▶ _Study material_:
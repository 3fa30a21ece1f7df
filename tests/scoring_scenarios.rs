//! End-to-end scoring scenarios with stub providers

use async_trait::async_trait;
use resume_scorer::config::{Config, MatchMode, StyleStrategyKind};
use resume_scorer::input::InputManager;
use resume_scorer::output::formatter::{save_report_to_file, ReportGenerator};
use resume_scorer::output::report::{ReportMetadata, ScoreReport};
use resume_scorer::processing::document::normalize;
use resume_scorer::processing::lint::{LintIssue, LintProvider};
use resume_scorer::processing::recommendations::{recommend, WELL_PREPARED};
use resume_scorer::processing::scoring::{aggregate, CompositeScore, StyleMetrics};
use resume_scorer::processing::sections::{detect_sections, SectionKind, SectionTaxonomy};
use resume_scorer::processing::similarity::{score_similarity, SimilarityProvider};
use resume_scorer::processing::skill_matcher::SkillMatchResult;
use resume_scorer::{DocumentText, NormalizedText, Result, ScorerError, ScoringEngine, SkillVocabulary};
use std::path::Path;
use std::sync::atomic::{AtomicUsize, Ordering};
use std::sync::Arc;

struct StubSimilarity {
    score: f32,
    calls: AtomicUsize,
}

impl StubSimilarity {
    fn new(score: f32) -> Arc<Self> {
        Arc::new(Self {
            score,
            calls: AtomicUsize::new(0),
        })
    }

    fn calls(&self) -> usize {
        self.calls.load(Ordering::SeqCst)
    }
}

#[async_trait]
impl SimilarityProvider for StubSimilarity {
    fn name(&self) -> &str {
        "stub-similarity"
    }

    async fn similarity(&self, _resume: &NormalizedText, _job: &NormalizedText) -> Result<f32> {
        self.calls.fetch_add(1, Ordering::SeqCst);
        Ok(self.score)
    }
}

struct StubLinter;

#[async_trait]
impl LintProvider for StubLinter {
    fn name(&self) -> &str {
        "stub-linter"
    }

    async fn lint(&self, _text: &DocumentText) -> Result<Vec<LintIssue>> {
        Ok(vec![LintIssue {
            message: "Possible spelling mistake found.".to_string(),
            rule_id: "MORFOLOGIK_RULE_EN_US".to_string(),
        }])
    }
}

#[tokio::test]
async fn scenario_a_skill_partition() {
    let provider = StubSimilarity::new(0.5);
    let engine = ScoringEngine::new(provider.clone());
    let vocabulary = SkillVocabulary::new(["python", "sql", "docker", "aws"]);

    let result = engine
        .analyze(
            &DocumentText::from("python developer with aws and docker experience"),
            &DocumentText::from("looking for python, sql, docker expert"),
            &vocabulary,
        )
        .await
        .unwrap();

    assert_eq!(result.skill_match.matched_skills, vec!["python", "docker", "aws"]);
    assert_eq!(result.skill_match.missing_skills, vec!["sql"]);
    assert_eq!(result.composite_score.content, 75);
    assert_eq!(provider.calls(), 1);
}

#[tokio::test]
async fn scenario_b_empty_resume_is_not_a_zero_score() {
    let provider = StubSimilarity::new(0.9);

    let empty = normalize("");
    let job = normalize("looking for python, sql, docker expert");
    let similarity = score_similarity(&empty, &job, provider.as_ref()).await.unwrap();
    assert_eq!(similarity, None);

    let err = ScoringEngine::new(provider.clone())
        .analyze(
            &DocumentText::default(),
            &DocumentText::from("looking for python, sql, docker expert"),
            &SkillVocabulary::new(["python"]),
        )
        .await
        .unwrap_err();

    assert!(matches!(err, ScorerError::EmptyInput(_)));
    assert_eq!(provider.calls(), 0);
}

#[tokio::test]
async fn scenario_b_punctuation_only_resume_is_empty() {
    let err = ScoringEngine::new(StubSimilarity::new(0.9))
        .analyze(
            &DocumentText::from("--- *** ---"),
            &DocumentText::from("python role"),
            &SkillVocabulary::new(["python"]),
        )
        .await
        .unwrap_err();

    assert!(matches!(err, ScorerError::EmptyInput(_)));
}

#[test]
fn scenario_c_section_detection() {
    let resume = normalize(
        "Education: BSc Computer Science. Experience: 3 years backend work at Acme. Skills: rust, sql",
    );
    let report = detect_sections(&resume, &SectionTaxonomy::standard());

    assert_eq!(
        report.found_sections,
        vec![SectionKind::Education, SectionKind::Experience, SectionKind::Skills]
    );
    assert_eq!(
        report.missing_sections,
        vec![SectionKind::Projects, SectionKind::Summary, SectionKind::Certifications]
    );
    assert_eq!(report.presence_ratio, 50);
}

#[test]
fn scenario_d_well_prepared_resume() {
    let scores = CompositeScore {
        tailoring: 80,
        content: 100,
        style: 86,
        ats_compatibility: 100,
        sections: 100,
    };
    let none: &[String] = &[];

    assert_eq!(recommend(&scores, none, none), vec![WELL_PREPARED.to_string()]);
}

#[tokio::test]
async fn scenario_d_through_the_engine() {
    let resume = DocumentText::from(
        "Summary: backend engineer. Education: BSc. Experience: Acme. \
         Projects: scheduler. Skills: rust, sql. Certifications: AWS.",
    );
    let job = DocumentText::from("rust and sql engineer");

    let result = ScoringEngine::new(StubSimilarity::new(0.9))
        .analyze(&resume, &job, &SkillVocabulary::new(["rust", "sql"]))
        .await
        .unwrap();

    assert_eq!(result.section_report.presence_ratio, 100);
    assert_eq!(result.recommendations, vec![WELL_PREPARED.to_string()]);
}

#[tokio::test]
async fn scenario_e_empty_vocabulary() {
    let provider = StubSimilarity::new(0.9);

    let err = ScoringEngine::new(provider.clone())
        .analyze(
            &DocumentText::from("python developer"),
            &DocumentText::from("python role"),
            &SkillVocabulary::parse(" , \n ,"),
        )
        .await
        .unwrap_err();

    assert!(err.is_warning());
    assert_eq!(provider.calls(), 0);

    let score = aggregate(
        Some(0.9),
        &SkillMatchResult::default(),
        0,
        &Default::default(),
        StyleMetrics {
            bullet_score: 86,
            ats_score: 100,
        },
    )
    .unwrap();
    assert_eq!(score.content, 0);
}

#[tokio::test]
async fn test_word_boundary_mode_avoids_false_positives() {
    let vocabulary = SkillVocabulary::new(["java"]);
    let resume = DocumentText::from("javascript developer");
    let job = DocumentText::from("java developer");

    let substring = ScoringEngine::new(StubSimilarity::new(0.5))
        .analyze(&resume, &job, &vocabulary)
        .await
        .unwrap();
    assert_eq!(substring.skill_match.matched_skills, vec!["java"]);

    let bounded = ScoringEngine::new(StubSimilarity::new(0.5))
        .with_match_mode(MatchMode::WordBoundary)
        .analyze(&resume, &job, &vocabulary)
        .await
        .unwrap();
    assert_eq!(bounded.skill_match.missing_skills, vec!["java"]);
}

#[tokio::test]
async fn test_fixture_pipeline_with_default_config() {
    let mut input = InputManager::new();
    let resume = input
        .extract_text(Path::new("tests/fixtures/sample_resume.txt"))
        .await
        .unwrap();
    let job = input
        .extract_text(Path::new("tests/fixtures/sample_job.txt"))
        .await
        .unwrap();
    let vocabulary = SkillVocabulary::parse("React, TypeScript, Kubernetes, AWS, PostgreSQL");

    let config = Config::default();
    assert_eq!(config.scoring.style_strategy, StyleStrategyKind::Heuristic);
    let engine = ScoringEngine::from_config(&config, StubSimilarity::new(0.82), Some(Arc::new(StubLinter)));

    let result = engine.analyze(&resume, &job, &vocabulary).await.unwrap();

    assert_eq!(result.skill_match.matched_skills, vec!["react", "typescript", "postgresql"]);
    assert_eq!(result.skill_match.missing_skills, vec!["kubernetes", "aws"]);
    assert_eq!(
        result.composite_score,
        CompositeScore {
            tailoring: 82,
            content: 60,
            style: 100,
            ats_compatibility: 100,
            sections: 67,
        }
    );
    assert_eq!(
        result.recommendations,
        vec![
            "Add these missing skills: kubernetes, aws.",
            "Add missing sections: Projects, Certifications.",
        ]
    );

    let feedback = result.feedback.clone().unwrap();
    assert_eq!(feedback.grammar_issues.map(|issues| issues.len()), Some(1));
    assert!(feedback.formatting_issues.is_empty());

    let report = ScoreReport::new(
        result,
        ReportMetadata::new("tests/fixtures/sample_resume.txt", "tests/fixtures/sample_job.txt", engine.similarity_model()),
    );
    let markdown = ReportGenerator::with_options(false, true, true, true)
        .generate_report(&report, resume_scorer::config::OutputFormat::Markdown)
        .unwrap();

    let dir = tempfile::tempdir().unwrap();
    let target = dir.path().join("reports").join("sample_score.md");
    save_report_to_file(&markdown, &target).unwrap();

    let saved = std::fs::read_to_string(&target).unwrap();
    assert!(saved.contains("**Resume Score:** 82%"));
    assert!(saved.contains("MORFOLOGIK_RULE_EN_US"));
}

#[test]
fn test_config_round_trip_through_disk() {
    let dir = tempfile::tempdir().unwrap();
    let path = dir.path().join("resume-scorer").join("config.toml");

    let created = Config::load_from(&path).unwrap();
    assert!(path.exists());
    assert_eq!(created.scoring.match_mode, MatchMode::Substring);

    let mut config = created;
    config.set("scoring.match_mode", "word_boundary").unwrap();
    config.set("feedback.enabled", "false").unwrap();
    config.save_to(&path).unwrap();

    let reloaded = Config::load_from(&path).unwrap();
    assert_eq!(reloaded.scoring.match_mode, MatchMode::WordBoundary);
    assert!(!reloaded.feedback.enabled);
}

▶ _Goal of the exercise_: Each line above that has the word "fixtures" must be copied.

▶ _Solution to this problem_:
        .extract_text(Path::new("tests/fixtures/sample_resume.txt"))
        .extract_text(Path::new("tests/fixtures/sample_job.txt"))
        ReportMetadata::new("tests/fixtures/sample_resume.txt", "tests/fixtures/sample_job.txt", engine.similarity_model()),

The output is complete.